A 'top four finish' was predicted by the coach but this turned out not to be ambitious enough. Stingrays were overtaken for second place in the last fortnight by Guildford and Newcastle, the team made the Winter Cup semi-finals and gained a play-off place.

Amazingly it could have been even better had star defenceman Minard decided not to quit the club in November leaving a young British defence to be marshalled by Gomenyuk. Another blow followed when free-scoring Scott Wray had to return home for personal reasons. Not surprisingly the replacements proved not to be as effective and the team's form suffered.

That season was memorable for the 'crossover' competition that pitched the British National League teams against their bigger spending, import heavy neighbours in the Elite League. Widely expected to provide one sided games, the reality was a little different and most of the games provided sporting contests worthy of the name.
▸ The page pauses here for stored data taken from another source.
use std::collections::HashMap;

/// Runtime text substitution for text layers.
///
/// Implementations must be pure: the same `(keypath, source)` always yields the same string.
pub trait TextProvider: Send + Sync {
    /// Text to display for the layer at `keypath` whose document holds `source`.
    fn text_for(&self, keypath: &str, source: &str) -> String;
}

impl<F> TextProvider for F
where
    F: Fn(&str, &str) -> String + Send + Sync,
{
    fn text_for(&self, keypath: &str, source: &str) -> String {
        self(keypath, source)
    }
}

/// Displays the document text unchanged.
#[derive(Clone, Copy, Debug, Default)]
pub struct DefaultTextProvider;

impl TextProvider for DefaultTextProvider {
    fn text_for(&self, _keypath: &str, source: &str) -> String {
        source.to_string()
    }
}

/// Replaces the text of layers by keypath; other layers keep their document text.
#[derive(Clone, Debug, Default)]
pub struct DictionaryTextProvider {
    values: HashMap<String, String>,
}

impl DictionaryTextProvider {
    /// Provider backed by `values`, keyed by layer keypath.
    pub fn new(values: HashMap<String, String>) -> Self {
        Self { values }
    }
}

impl TextProvider for DictionaryTextProvider {
    fn text_for(&self, keypath: &str, source: &str) -> String {
        self.values
            .get(keypath)
            .cloned()
            .unwrap_or_else(|| source.to_string())
    }
}

#[cfg(test)]
#[path = "../../tests/unit/text/provider.rs"]
mod tests;
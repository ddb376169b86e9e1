use std::borrow::Cow;

use crate::{
    foundation::core::Size,
    foundation::error::{AnimGraphError, AnimGraphResult},
    text::{document::Justification, fonts::ResolvedFont},
};

/// Attributes a string is measured with.
#[derive(Clone, Debug, PartialEq)]
pub struct TextAttributes<'a> {
    /// Resolved font.
    pub font: &'a ResolvedFont,
    /// Extra spacing between characters, in points.
    pub tracking: f64,
    /// Extra spacing between lines, in points.
    pub line_spacing: f64,
    /// Paragraph alignment.
    pub alignment: Justification,
}

/// Font metrics and layout measurement collaborator of text layers.
pub trait TextMeasurer {
    /// Ascent of `font` above the baseline.
    fn ascent(&mut self, font: &ResolvedFont) -> f64;

    /// Natural size of `text` laid out without width or height constraints.
    fn measure(&mut self, text: &str, attrs: &TextAttributes<'_>) -> Size;
}

/// Options for [`ParleyMeasurer`].
#[derive(Debug, Clone, Copy)]
pub struct MeasureOpts {
    pub(crate) display_scale: f32,
    pub(crate) quantize: bool,
}

impl Default for MeasureOpts {
    fn default() -> Self {
        Self {
            display_scale: 1.0,
            quantize: true,
        }
    }
}

impl MeasureOpts {
    /// Return options with a display scale passed to the layout builder.
    pub fn with_display_scale(mut self, display_scale: f32) -> Self {
        self.display_scale = display_scale;
        self
    }

    /// Return options with glyph position quantization toggled.
    pub fn with_quantize(mut self, quantize: bool) -> Self {
        self.quantize = quantize;
        self
    }
}

#[derive(Clone, Copy, Debug, Default, PartialEq, Eq)]
struct MeasureBrush;

/// [`TextMeasurer`] backed by Parley layouts.
///
/// Fonts are registered from bytes; families that were never registered fall back to whatever
/// the font context resolves for the name.
pub struct ParleyMeasurer {
    font_ctx: parley::FontContext,
    layout_ctx: parley::LayoutContext<MeasureBrush>,
    opts: MeasureOpts,
}

impl Default for ParleyMeasurer {
    fn default() -> Self {
        Self::new(MeasureOpts::default())
    }
}

impl ParleyMeasurer {
    /// Measurer with fresh Parley contexts.
    pub fn new(opts: MeasureOpts) -> Self {
        Self {
            font_ctx: parley::FontContext::default(),
            layout_ctx: parley::LayoutContext::new(),
            opts,
        }
    }

    /// Register font bytes; returns the family names they provide.
    pub fn register_font(&mut self, font_bytes: &[u8]) -> AnimGraphResult<Vec<String>> {
        let families = self
            .font_ctx
            .collection
            .register_fonts(parley::fontique::Blob::from(font_bytes.to_vec()), None);
        let mut names = Vec::with_capacity(families.len());
        for (id, _) in &families {
            if let Some(name) = self.font_ctx.collection.family_name(*id) {
                names.push(name.to_string());
            }
        }
        if names.is_empty() {
            return Err(AnimGraphError::asset(
                "no font families registered from font bytes",
            ));
        }
        Ok(names)
    }

    fn layout(
        &mut self,
        text: &str,
        font: &ResolvedFont,
        tracking: f64,
    ) -> parley::Layout<MeasureBrush> {
        let mut builder = self.layout_ctx.ranged_builder(
            &mut self.font_ctx,
            text,
            self.opts.display_scale,
            self.opts.quantize,
        );
        builder.push_default(parley::style::StyleProperty::FontStack(
            parley::style::FontStack::Source(Cow::Owned(font.family.clone())),
        ));
        builder.push_default(parley::style::StyleProperty::FontSize(font.size as f32));
        builder.push_default(parley::style::StyleProperty::FontWeight(
            font.weight.to_parley(),
        ));
        builder.push_default(parley::style::StyleProperty::LetterSpacing(tracking as f32));
        builder.push_default(parley::style::StyleProperty::Brush(MeasureBrush));
        builder.build(text)
    }
}

impl TextMeasurer for ParleyMeasurer {
    fn ascent(&mut self, font: &ResolvedFont) -> f64 {
        let mut layout = self.layout(" ", font, 0.0);
        layout.break_all_lines(None);
        layout
            .lines()
            .next()
            .map(|line| f64::from(line.metrics().ascent))
            .unwrap_or(font.size * 0.8)
    }

    fn measure(&mut self, text: &str, attrs: &TextAttributes<'_>) -> Size {
        let mut layout = self.layout(text, attrs.font, attrs.tracking);
        layout.break_all_lines(None);
        layout.align(
            None,
            attrs.alignment.to_parley(),
            parley::AlignmentOptions::default(),
        );
        let lines = layout.lines().count();
        let spacing = attrs.line_spacing * lines.saturating_sub(1) as f64;
        Size::new(
            f64::from(layout.width()),
            f64::from(layout.height()) + spacing,
        )
    }
}

#[cfg(test)]
#[path = "../../tests/unit/text/measure.rs"]
mod tests;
Although the Stingrays had to endure a couple of bad losses during this competition they also achieved memorable victories over Coventry, London and Sheffield at home, and also took the points off Cardiff on the road. Goalie Kudrna was often the hero and his performances gained him a place, with Gomenyuk on the BNL All-star team.

The crossover competition was planned to be a potential pre-cursor to a closer relationship between the two leagues but, in fact, the reality was far from that - 2004–05 season proved to be the last for the British National League.

The Newcastle Vipers and the Edinburgh Capitals decided that their futures would be more secure in the Elite League leaving the remaining five clubs having to consider their own futures. The English clubs made the decision they had to drop to the four import English Premier League whilst the two remaining Scottish clubs, Dundee and Fife were left with no alternative than to build their business in the SNL.